I agree with a PP that your children’s ability is likely to affect how they feel about it. Some children can miss school, keep up and still achieve well. Some can’t, and they need all the days at school they can get. Look at it from a teacher’s perspective. They have a lot of pressure on them to ensure that children learn and achieve, but they can’t make that happen when children aren’t there. It disrupts the class . The worst is when parents think they’re doing a good thing by asking the teacher to prepare work for them to do on holiday as if any teacher wants to increase their workload to help out parents that don’t value the teaching they are already paying for. What is also shit is when parents go on term time holidays and then send in souvenirs for a show and tell for the rest of the class who have been at school.

Gettingaggy · 19/06/2026 17:22

With the amount we pay in fees, the only way my kids are missing a day of school is if their leg is hanging off, or something equally as serious.

Bigtrapeze · 19/06/2026 17:38

I am sure you will find a private school who don't mind about holidays in school time as long as the children's attendance is sufficient for them to make progress. It might be worth checking the school calendar before booking holidays so DC don't miss anything they think is important.

I am a teacher and we have a large number of children with family elsewhere and I do completely recognise the need and value to maintain a relationship with Grandparents and be accustomed to their home country. I can't harden my heart if they miss a week to see Granny as there is so much value to that. I feel less positive if they've been in a kids club on an all inclusive holiday whilst their parents lounge by a pool when it is cheaper.

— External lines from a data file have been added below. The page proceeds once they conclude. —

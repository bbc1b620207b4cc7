use std::collections::BTreeMap;

// =============================================================================
// Node Kind
// =============================================================================

/// Kind of a file system entry.
///
/// Variant order matters: folders sort before files.
#[derive(Clone, Copy, Debug, PartialEq, Eq, PartialOrd, Ord, Hash)]
pub enum NodeKind {
    Folder,
    File,
}

impl NodeKind {
    pub fn is_folder(self) -> bool {
        self == Self::Folder
    }
}

// =============================================================================
// Directory Listing
// =============================================================================

/// Entry returned by the runtime's directory listing.
#[derive(Clone, Debug, PartialEq, Eq)]
pub struct DirEntry {
    pub name: String,
    pub is_file: bool,
}

impl DirEntry {
    pub fn file(name: impl Into<String>) -> Self {
        Self {
            name: name.into(),
            is_file: true,
        }
    }

    pub fn folder(name: impl Into<String>) -> Self {
        Self {
            name: name.into(),
            is_file: false,
        }
    }
}

// =============================================================================
// File Map
// =============================================================================

/// Snapshot of the mounted file system: absolute path to entry kind.
///
/// # Path Convention
///
/// - Keys are absolute: `"/package.json"`, `"/src/index.js"`
/// - No trailing slashes, no empty segments
/// - Intermediate folders may be missing; consumers synthesize them
#[derive(Clone, Debug, Default, PartialEq, Eq)]
pub struct FileMap {
    entries: BTreeMap<String, NodeKind>,
}

impl FileMap {
    pub fn new() -> Self {
        Self::default()
    }

    /// Canonical key form of a path (`src//a/` becomes `/src/a`).
    pub fn canonical(path: &str) -> String {
        let joined = path
            .split('/')
            .filter(|s| !s.is_empty())
            .collect::<Vec<_>>()
            .join("/");
        format!("/{}", joined)
    }

    pub fn insert(&mut self, path: &str, kind: NodeKind) {
        self.entries.insert(Self::canonical(path), kind);
    }

    pub fn kind(&self, path: &str) -> Option<NodeKind> {
        self.entries.get(&Self::canonical(path)).copied()
    }

    pub fn contains(&self, path: &str) -> bool {
        self.kind(path).is_some()
    }

    pub fn len(&self) -> usize {
        self.entries.len()
    }

    pub fn is_empty(&self) -> bool {
        self.entries.is_empty()
    }

    /// Iterate entries in path order.
    pub fn iter(&self) -> impl Iterator<Item = (&str, NodeKind)> {
        self.entries.iter().map(|(path, kind)| (path.as_str(), *kind))
    }

    /// Check whether a folder has no descendants in the map.
    pub fn is_folder_empty(&self, folder: &str) -> bool {
        let prefix = format!("{}/", Self::canonical(folder).trim_end_matches('/'));
        !self.entries.keys().any(|path| path.starts_with(&prefix))
    }

    /// Paths equal to `path` or nested below it.
    pub fn subtree(&self, path: &str) -> Vec<String> {
        let target = Self::canonical(path);
        let prefix = format!("{}/", target.trim_end_matches('/'));
        self.entries
            .keys()
            .filter(|p| **p == target || p.starts_with(&prefix))
            .cloned()
            .collect()
    }

    /// Remove `path` and every path prefixed by `path + "/"`, returning them.
    pub fn remove_subtree(&mut self, path: &str) -> Vec<String> {
        let removed = self.subtree(path);
        for p in &removed {
            self.entries.remove(p);
        }
        removed
    }
}

impl FromIterator<(String, NodeKind)> for FileMap {
    fn from_iter<I: IntoIterator<Item = (String, NodeKind)>>(iter: I) -> Self {
        let mut map = Self::new();
        for (path, kind) in iter {
            map.insert(&path, kind);
        }
        map
    }
}

// =============================================================================
// File Tree Node
// =============================================================================

/// One row of the reconciled file tree.
#[derive(Clone, Debug, PartialEq, Eq)]
pub struct FileTreeNode {
    /// Position in the full (uncollapsed) pre-order listing.
    pub id: usize,
    pub kind: NodeKind,
    pub name: String,
    pub full_path: String,
    pub depth: usize,
}

#[cfg(test)]
mod tests {
    use super::*;

    fn sample() -> FileMap {
        [
            ("/src".to_string(), NodeKind::Folder),
            ("/src/index.js".to_string(), NodeKind::File),
            ("/src/lib/a.js".to_string(), NodeKind::File),
            ("/srcfile".to_string(), NodeKind::File),
            ("/empty".to_string(), NodeKind::Folder),
        ]
        .into_iter()
        .collect()
    }

    #[test]
    fn test_canonical() {
        assert_eq!(FileMap::canonical("src//a/"), "/src/a");
        assert_eq!(FileMap::canonical("/"), "/");
        assert_eq!(FileMap::canonical(""), "/");
    }

    #[test]
    fn test_folder_empty() {
        let map = sample();
        assert!(map.is_folder_empty("/empty"));
        assert!(!map.is_folder_empty("/src"));
        assert!(!map.is_folder_empty("/"));
    }

    #[test]
    fn test_remove_subtree_respects_segment_boundary() {
        let mut map = sample();
        let removed = map.remove_subtree("/src");

        assert_eq!(removed, vec!["/src", "/src/index.js", "/src/lib/a.js"]);
        assert!(map.contains("/srcfile"));
        assert!(!map.contains("/src/lib/a.js"));
    }

    #[test]
    fn test_kind_lookup_uses_canonical_form() {
        let map = sample();
        assert_eq!(map.kind("src/index.js"), Some(NodeKind::File));
        assert_eq!(map.kind("/src/"), Some(NodeKind::Folder));
        assert_eq!(map.kind("/missing"), None);
    }
}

We were once asked not to mention a child was been taken to Disney as a surprise before Christmas so this boy practised his second snowman routine never to do the nativity and cried all the way to Florida. Parents were disappointed he kept mentioning the play and his role. He was 4. Don't take your teenager away so they miss Prom would be my takeaway from that. 🤣

MigGirl · 19/06/2026 17:45

loverofhol · 19/06/2026 14:22

@KnickerlessFlannelAll our existing school holidays are already accounted for, unfortunately. Summer is when we visit family, so that’s not really a holiday in the traditional sense. If we wanted a holiday that was just the immediate family (me, husband, kids), we’d probably have to squeeze it into June, which is why I’m curious how schools tend to view that in practice.

Private schools almost always have longer school holidays then regular school so I don't see why you'd need to take them out at other time. A friend who's kids go to our local Private school always takes them away when state schools are still in. She gets cheaper holidays.

It doesn't just have to be summer, they also get 4 weeks at Christmas and 4 weeks at Easter to. And with such short terms I'm surprised you'd want to take them out for a whole week when you are paying for school.

Era68 · 19/06/2026 18:35

Private or state school, if your child misses too many days, the school is obliged to report it to the local council.

LizzieBananas · 19/06/2026 18:40

Generally it’s your own money you are wasting right until it gets to a safeguarding threshold which is not a pre planned week at the same time every year.

Trackitytrack · 19/06/2026 18:59

We have 19 weeks holiday vs state of 13. Weather being better in mid June vs last week of May is a rubbish reason for taking a whole week out. People do take a few days when they are going to visit family if it makes logistics easier at start or end of term but that is it. Plenty of the kids have family (including in some cases their fathers) in other continents.

I imagine it wouldn’t be too much of an issue in our school during the infants. School would get increasingly annoyed as the kids got older. They are clear that they report attendance statistics to the secondary schools that you apply to and will explain any low figures.

June is also the time for school performances, sports days, end of year exams and residentials. There isn’t a quiet week and my kids would be very unhappy to miss any of it given they love school and being with their friends (which is what I am paying for!)